START SUPPLIED DATA

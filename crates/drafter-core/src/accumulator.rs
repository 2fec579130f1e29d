//! Draft accumulation state machine.
//!
//! The accumulator owns the evolving [`Draft`] and applies classified
//! records to it one at a time, as a reducer: each [`apply`](Accumulator::apply)
//! call mutates the tree and reports the mutation as a [`DraftEvent`].
//! Records that cannot be applied (dangling parent references, duplicate
//! ids, anything after the terminal record) are dropped and counted, never
//! raised as errors; the producer is not trusted to emit a clean stream.
//!
//! # State machine
//!
//! ```text
//! Building ──(complete record)──▶ Complete
//! ```
//!
//! No transition leaves `Complete`; every later record is a no-op.

use std::collections::HashMap;
use std::sync::atomic::{AtomicU64, Ordering};

use jiff::Timestamp;
use log::debug;

use crate::engine::Vocabulary;
use crate::models::{Container, Draft, DraftEvent, Item, SubItem};
use crate::record::{self, Record};

/// Process-wide sequence so concurrent builds never share a draft identity.
static DRAFT_SEQ: AtomicU64 = AtomicU64::new(0);

/// Build phase of an accumulator.
#[derive(Debug, Clone, Copy, PartialEq, Eq)]
enum Phase {
    Building,
    Complete,
}

/// Owns the evolving draft and applies classified records to it.
pub struct Accumulator {
    draft: Draft,
    phase: Phase,
    /// container id → position in `draft.containers`
    container_index: HashMap<String, usize>,
    /// item id → (container position, item position)
    item_index: HashMap<String, (usize, usize)>,
    /// Records dropped so far; diagnostic only, never surfaced as an error
    dropped: u64,
    /// Sequence for generated sub-item ids, unique within this build
    sub_item_seq: u64,
}

impl Accumulator {
    /// Creates an accumulator around a fresh, empty draft.
    pub fn new() -> Self {
        let seq = DRAFT_SEQ.fetch_add(1, Ordering::Relaxed);
        let id = format!("draft-{}-{seq}", Timestamp::now().as_millisecond());

        Self {
            draft: Draft::new(id),
            phase: Phase::Building,
            container_index: HashMap::new(),
            item_index: HashMap::new(),
            dropped: 0,
            sub_item_seq: 0,
        }
    }

    /// Applies one record, returning the resulting event if the tree changed.
    pub fn apply(&mut self, record: Record) -> Option<DraftEvent> {
        if self.phase == Phase::Complete {
            self.drop_record("record arrived after completion");
            return None;
        }

        match record {
            Record::RootInit { name, description } => {
                self.draft.name = name.clone();
                self.draft.description = description.clone();
                Some(DraftEvent::DraftInitialized { name, description })
            }

            Record::Container {
                id,
                name,
                description,
            } => {
                if self.container_index.contains_key(&id) {
                    self.drop_record(&format!("duplicate container {id}"));
                    return None;
                }

                let container = Container {
                    id: id.clone(),
                    name,
                    description,
                    items: Vec::new(),
                };
                self.container_index.insert(id, self.draft.containers.len());
                self.draft.containers.push(container.clone());
                self.draft.summary.container_count += 1;
                Some(DraftEvent::ContainerAdded { container })
            }

            Record::Item {
                id,
                container_id,
                name,
                description,
                priority,
                estimated_minutes,
            } => {
                let Some(&container_pos) = self.container_index.get(&container_id) else {
                    self.drop_record(&format!("item {id} references unknown container {container_id}"));
                    return None;
                };
                if self.item_index.contains_key(&id) {
                    self.drop_record(&format!("duplicate item {id}"));
                    return None;
                }

                let item = Item {
                    id: id.clone(),
                    name,
                    description,
                    priority,
                    estimated_minutes,
                    sub_items: Vec::new(),
                };
                let container = &mut self.draft.containers[container_pos];
                self.item_index.insert(id, (container_pos, container.items.len()));
                container.items.push(item.clone());
                self.draft.summary.item_count += 1;
                Some(DraftEvent::ItemAdded { container_id, item })
            }

            Record::SubItem {
                id,
                item_id,
                name,
                description,
                estimated_minutes,
            } => {
                let Some(&(container_pos, item_pos)) = self.item_index.get(&item_id) else {
                    self.drop_record(&format!("sub-item references unknown item {item_id}"));
                    return None;
                };

                let sub_item = SubItem {
                    id: id.unwrap_or_else(|| self.generate_sub_item_id()),
                    name,
                    description,
                    estimated_minutes,
                };
                self.draft.containers[container_pos].items[item_pos]
                    .sub_items
                    .push(sub_item.clone());
                self.draft.summary.sub_item_count += 1;
                Some(DraftEvent::SubItemAdded { item_id, sub_item })
            }

            Record::Complete { message } => {
                self.phase = Phase::Complete;
                self.draft.is_building = false;
                if let Some(message) = message {
                    self.draft.message = message;
                }
                Some(DraftEvent::DraftCompleted {
                    message: self.draft.message.clone(),
                })
            }
        }
    }

    /// Current draft value.
    pub fn draft(&self) -> &Draft {
        &self.draft
    }

    /// Consumes the accumulator, returning the draft.
    pub fn into_draft(self) -> Draft {
        self.draft
    }

    /// True once the terminal record has been applied.
    pub fn is_complete(&self) -> bool {
        self.phase == Phase::Complete
    }

    /// Number of records dropped so far (dangling references, duplicates,
    /// post-completion records).
    pub fn dropped_records(&self) -> u64 {
        self.dropped
    }

    fn drop_record(&mut self, reason: &str) {
        debug!("dropping record: {reason}");
        self.dropped += 1;
    }

    /// Generates an id for a sub-item record that supplied none.
    ///
    /// Build-epoch milliseconds plus a per-build counter; unique within one
    /// build.
    fn generate_sub_item_id(&mut self) -> String {
        self.sub_item_seq += 1;
        format!(
            "sub-{}-{}",
            self.draft.created_at.as_millisecond(),
            self.sub_item_seq
        )
    }
}

impl Default for Accumulator {
    fn default() -> Self {
        Self::new()
    }
}

/// Marker wiring the draft schema into the generic stream engine.
#[derive(Debug)]
pub struct DraftVocabulary;

impl Vocabulary for DraftVocabulary {
    type Record = Record;
    type State = Accumulator;
    type Update = DraftEvent;

    fn classify(line: &str) -> Option<Record> {
        record::classify(line)
    }

    fn apply(state: &mut Accumulator, record: Record) -> Option<DraftEvent> {
        state.apply(record)
    }
}
//! Line reassembly for arbitrarily-chunked text streams.
//!
//! The transport delivers stream output in fragments whose boundaries carry
//! no meaning: one fragment may hold several complete lines, or a single line
//! may arrive one character at a time. [`LineBuffer`] reassembles those
//! fragments into complete lines so the rest of the pipeline only ever sees
//! whole lines, in strict arrival order.

/// Reassembles arbitrarily-split text chunks into complete lines.
///
/// The segment after the last newline stays buffered until a later chunk
/// completes it or [`flush`](LineBuffer::flush) ends the stream. No line is
/// ever skipped or duplicated across `feed` calls, and no input is ever
/// rejected.
#[derive(Debug, Default)]
pub struct LineBuffer {
    buffer: String,
}

impl LineBuffer {
    /// Creates an empty line buffer.
    pub fn new() -> Self {
        Self::default()
    }

    /// Appends a chunk and returns every line it completed, in order.
    ///
    /// Empty chunks are legal and complete nothing.
    pub fn feed(&mut self, chunk: &str) -> Vec<String> {
        self.buffer.push_str(chunk);
        let Some(last_newline) = self.buffer.rfind('\n') else {
            return Vec::new();
        };

        // Everything up to (and including) the last newline is complete; the
        // remainder becomes the new buffer.
        let tail = self.buffer.split_off(last_newline + 1);
        let complete = std::mem::replace(&mut self.buffer, tail);
        complete.lines().map(str::to_string).collect()
    }

    /// Ends the stream, returning any buffered partial line.
    ///
    /// The remaining buffer contents are treated as one final line if they
    /// are non-empty after trimming whitespace. The buffer is cleared either
    /// way.
    pub fn flush(&mut self) -> Option<String> {
        let rest = std::mem::take(&mut self.buffer);
        let trimmed = rest.trim();
        if trimmed.is_empty() {
            None
        } else {
            Some(trimmed.to_string())
        }
    }

    /// True when no partial line is buffered.
    pub fn is_empty(&self) -> bool {
        self.buffer.is_empty()
    }
}

#[cfg(test)]
mod tests {
    use super::*;

    #[test]
    fn test_single_chunk_multiple_lines() {
        let mut buffer = LineBuffer::new();
        let lines = buffer.feed("one\ntwo\nthree\n");
        assert_eq!(lines, vec!["one", "two", "three"]);
        assert!(buffer.is_empty());
    }

    #[test]
    fn test_partial_line_retained() {
        let mut buffer = LineBuffer::new();
        let lines = buffer.feed("one\ntwo\npart");
        assert_eq!(lines, vec!["one", "two"]);
        assert!(!buffer.is_empty());

        let lines = buffer.feed("ial\n");
        assert_eq!(lines, vec!["partial"]);
        assert!(buffer.is_empty());
    }

    #[test]
    fn test_one_character_at_a_time() {
        let mut buffer = LineBuffer::new();
        let mut lines = Vec::new();
        for ch in "ab\ncd\n".chars() {
            lines.extend(buffer.feed(&ch.to_string()));
        }
        assert_eq!(lines, vec!["ab", "cd"]);
    }

    #[test]
    fn test_empty_chunks_are_legal() {
        let mut buffer = LineBuffer::new();
        assert!(buffer.feed("").is_empty());
        assert_eq!(buffer.feed("line\n"), vec!["line"]);
        assert!(buffer.feed("").is_empty());
    }

    #[test]
    fn test_interior_empty_lines_are_preserved() {
        let mut buffer = LineBuffer::new();
        let lines = buffer.feed("one\n\ntwo\n");
        assert_eq!(lines, vec!["one", "", "two"]);
    }

    #[test]
    fn test_flush_returns_trimmed_remainder() {
        let mut buffer = LineBuffer::new();
        buffer.feed("no newline yet");
        assert_eq!(buffer.flush(), Some("no newline yet".to_string()));
        assert!(buffer.is_empty());
    }

    #[test]
    fn test_flush_of_whitespace_is_none() {
        let mut buffer = LineBuffer::new();
        buffer.feed("   \t ");
        assert_eq!(buffer.flush(), None);

        let mut buffer = LineBuffer::new();
        assert_eq!(buffer.flush(), None);
    }

    #[test]
    fn test_chunk_boundary_inside_line() {
        let mut buffer = LineBuffer::new();
        assert!(buffer.feed("{\"type\":").is_empty());
        assert!(buffer.feed("\"container\"}").is_empty());
        let lines = buffer.feed("\n");
        assert_eq!(lines, vec!["{\"type\":\"container\"}"]);
    }
}
//! Error types for the drafter library.
//!
//! The parse pipeline itself is infallible by design: malformed lines,
//! unknown record kinds, and dangling references are silently dropped, never
//! raised (see [`crate::accumulator`]). Errors exist only at the transport
//! boundary, where a real failure (the consumer hanging up mid-stream) has
//! to be reported.

use thiserror::Error;

/// Errors surfaced by the stream boundary adapters.
#[derive(Error, Debug)]
pub enum DrafterError {
    /// The update receiver was dropped while the stream was still producing
    #[error("update channel closed by the consumer")]
    UpdateChannelClosed,
}

/// Result type alias for drafter operations
pub type Result<T> = std::result::Result<T, DrafterError>;
//! Priority enumeration for draft items.

use std::str::FromStr;

#[cfg(feature = "schema")]
use schemars::JsonSchema;
use serde::{Deserialize, Serialize};

/// Type-safe enumeration of item priorities.
///
/// Producers are not trusted to emit a clean value: absent or unrecognized
/// priorities normalize to [`Priority::None`] at the classifier boundary
/// rather than failing the record.
#[derive(Debug, Clone, Copy, Serialize, Deserialize, PartialEq, Eq, Default)]
#[cfg_attr(feature = "schema", derive(JsonSchema))]
#[serde(rename_all = "lowercase")]
pub enum Priority {
    /// No priority assigned
    #[default]
    None,

    /// Low priority
    Low,

    /// Medium priority
    Medium,

    /// High priority
    High,
}

impl FromStr for Priority {
    type Err = String;

    fn from_str(s: &str) -> Result<Self, Self::Err> {
        match s.to_lowercase().as_str() {
            "none" => Ok(Priority::None),
            "low" => Ok(Priority::Low),
            "medium" => Ok(Priority::Medium),
            "high" => Ok(Priority::High),
            _ => Err(format!("Invalid priority: {s}")),
        }
    }
}

impl Priority {
    /// Convert to the wire string representation.
    pub fn as_str(&self) -> &'static str {
        match self {
            Priority::None => "none",
            Priority::Low => "low",
            Priority::Medium => "medium",
            Priority::High => "high",
        }
    }

    /// Get priority with consistent icon formatting for display.
    ///
    /// # Examples
    ///
    /// ```rust
    /// use drafter_core::models::Priority;
    ///
    /// assert_eq!(Priority::High.with_icon(), "▲ High");
    /// assert_eq!(Priority::Low.with_icon(), "▽ Low");
    /// ```
    pub fn with_icon(&self) -> &'static str {
        match self {
            Priority::None => "· None",
            Priority::Low => "▽ Low",
            Priority::Medium => "■ Medium",
            Priority::High => "▲ High",
        }
    }
}
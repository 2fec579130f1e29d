//! Data models for drafts and their update events.
//!
//! This module contains the core domain models that represent the evolving
//! draft tree. Display implementations for these models are located in
//! [`crate::display`] to maintain clean separation of concerns between data
//! structures and presentation logic.
//!
//! All models serialize with camelCase field names: the consumer of
//! snapshots and events is typically a rendering layer across an IPC or
//! network boundary (e.g., a browser UI), and the wire schema matches the
//! record stream itself. With the `schema` feature enabled, every
//! serializable surface type also derives a JSON schema for cross-boundary
//! consumers.

pub mod container;
pub mod draft;
pub mod event;
pub mod item;
pub mod priority;
pub mod summary;


// Re-export all public types at the models level
pub use container::Container;
pub use draft::Draft;
pub use event::DraftEvent;
pub use item::{Item, SubItem};
pub use priority::Priority;
pub use summary::DraftSummary;
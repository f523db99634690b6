//! # proofstream-gateway
//!
//! Social-proof pipeline as an HTTP service: integration payloads are
//! normalized into canonical events, stored, and later interleaved into
//! weighted notification queues that client widgets display.
//!
//! ## Architecture
//!
//! ```text
//! Integrations (webhooks, SDK, forms)
//!     │
//!     ├── REST Handlers (api/)
//!     │
//!     ├── IngestService ── EventNormalizer (normalizer/)
//!     ├── QueueService ─── eligibility → builder → renderer (queue/)
//!     │
//!     ├── EventStore (persistence/)
//!     │
//!     └── PostgreSQL or in-memory
//! ```

pub mod api;
pub mod app_state;
pub mod config;
pub mod domain;
pub mod error;
pub mod normalizer;
pub mod persistence;
pub mod queue;
pub mod service;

END SUPPLIED DATA

Go through the records and gather the lines that hold "static".

— YOUR RESPONSE —
static DRAFT_SEQ: AtomicU64 = AtomicU64::new(0);
    pub fn as_str(&self) -> &'static str {
    pub fn with_icon(&self) -> &'static str {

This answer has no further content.